# Required work:
Your answer should hold exactly the lines from the one with "for (i, slot)" through the final line of the data below, reproduced as written.

# Extracted records:
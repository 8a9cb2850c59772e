//! # Push operations (`PUSH1` ... `PUSH32`)

use crate::{
    errors::{OpcodeResult, VMError},
    gas_cost,
    opcode_handlers::OpcodeHandler,
    vm::VM,
};
use ethereum_types::U256;

/// Implementation for the `PUSHN` opcodes. Immediates running past the
/// end of the code read as zeros.
pub struct OpPushHandler<const N: usize>;
impl<const N: usize> OpcodeHandler for OpPushHandler<N> {
    fn eval(vm: &mut VM<'_>) -> Result<OpcodeResult, VMError> {
        let frame = vm.current_call_frame_mut()?;
        frame.increase_consumed_gas(gas_cost::PUSHN)?;

        let start = frame.pc + 1;
        let mut buf = [0u8; 32];
        for (i, slot) in buf[32 - N..].iter_mut().enumerate() {
            *slot = frame.bytecode.get(start + i).copied().unwrap_or_default();
        }
        frame.stack.push(U256::from_big_endian(&buf))?;

        Ok(OpcodeResult::Continue { pc_increment: N + 1 })
    }
}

# Solution:
        for (i, slot) in buf[32 - N..].iter_mut().enumerate() {
            *slot = frame.bytecode.get(start + i).copied().unwrap_or_default();
        }
        frame.stack.push(U256::from_big_endian(&buf))?;

        Ok(OpcodeResult::Continue { pc_increment: N + 1 })
    }
}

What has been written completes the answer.